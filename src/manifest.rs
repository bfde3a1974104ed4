//! Manifest loading
//!
//! A manifest is `{"tasks": [ {...}, ... ]}`. Each entry is read field by
//! field so that one badly-typed optional field degrades to "absent" instead
//! of rejecting the whole manifest.

use serde_json::{Map, Value};
use std::collections::HashSet;
use std::fs;
use std::path::Path;

use crate::errors::ManifestError;
use crate::models::{Priority, Task, TaskKind, DEFAULT_CATEGORY};

/// Load and type every task in the manifest, preserving manifest order.
pub fn load(path: &Path) -> Result<Vec<Task>, ManifestError> {
    let content = fs::read_to_string(path).map_err(|source| ManifestError::Read {
        path: path.to_path_buf(),
        source,
    })?;
    parse(&content, path)
}

/// Parse manifest text; `path` is only used in error messages.
pub fn parse(content: &str, path: &Path) -> Result<Vec<Task>, ManifestError> {
    let root: Value = serde_json::from_str(content).map_err(|source| ManifestError::Parse {
        path: path.to_path_buf(),
        source,
    })?;

    let Value::Object(mut root) = root else {
        return Err(ManifestError::NotAnObject {
            path: path.to_path_buf(),
        });
    };

    // Take ownership of the array so entries are consumed, not cloned.
    let entries = match root.remove("tasks") {
        Some(Value::Array(entries)) => entries,
        Some(_) => {
            return Err(ManifestError::TasksNotArray {
                path: path.to_path_buf(),
            })
        }
        None => {
            return Err(ManifestError::MissingTasks {
                path: path.to_path_buf(),
            })
        }
    };

    let mut seen = HashSet::with_capacity(entries.len());
    let mut tasks = Vec::with_capacity(entries.len());
    for (index, entry) in entries.into_iter().enumerate() {
        let task = match entry {
            Value::Object(fields) => task_from_fields(index, &fields),
            other => {
                tracing::warn!(index, "manifest entry is not an object: {other}");
                task_from_fields(index, &Map::new())
            }
        };
        if !seen.insert(task.id.clone()) {
            tracing::warn!(index, id = %task.id, "duplicate task id in manifest");
        }
        tasks.push(task);
    }

    tracing::debug!(count = tasks.len(), manifest = %path.display(), "loaded manifest");
    Ok(tasks)
}

/// Map one raw manifest entry to a [`Task`].
///
/// A missing id becomes `UNKNOWN_<index>`; the placeholder is stable across
/// runs of the same manifest, so resumption still addresses the same task.
pub fn task_from_fields(index: usize, fields: &Map<String, Value>) -> Task {
    let id = match fields.get("id") {
        Some(Value::String(s)) if !s.is_empty() => s.clone(),
        Some(Value::Number(n)) => n.to_string(),
        _ => format!("UNKNOWN_{index}"),
    };

    let category = str_field(fields, "category")
        .filter(|c| !c.is_empty())
        .unwrap_or(DEFAULT_CATEGORY)
        .to_string();

    let priority = match str_field(fields, "priority") {
        Some(raw) => raw.parse::<Priority>().unwrap_or_else(|_| {
            tracing::debug!(id = %id, priority = raw, "unrecognized priority, using low");
            Priority::Low
        }),
        None => Priority::default(),
    };

    let description = str_field(fields, "description")
        .unwrap_or_default()
        .to_string();

    let manual = fields
        .get("manual")
        .and_then(Value::as_bool)
        .unwrap_or(false);

    let kind = TaskKind::infer(
        str_field(fields, "file"),
        str_field(fields, "check"),
        str_field(fields, "search"),
        str_field(fields, "command"),
    );

    Task {
        id,
        category,
        priority,
        description,
        manual,
        kind,
    }
}

fn str_field<'a>(fields: &'a Map<String, Value>, key: &str) -> Option<&'a str> {
    fields.get(key).and_then(Value::as_str)
}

○ ○ ○ ○ ○

**YOUR OBJECTIVE**
The word to find is "other". Copy every line of the records that holds it.

**RESPONSE TO THE EXERCISE**
            other => {
                tracing::warn!(index, "manifest entry is not an object: {other}");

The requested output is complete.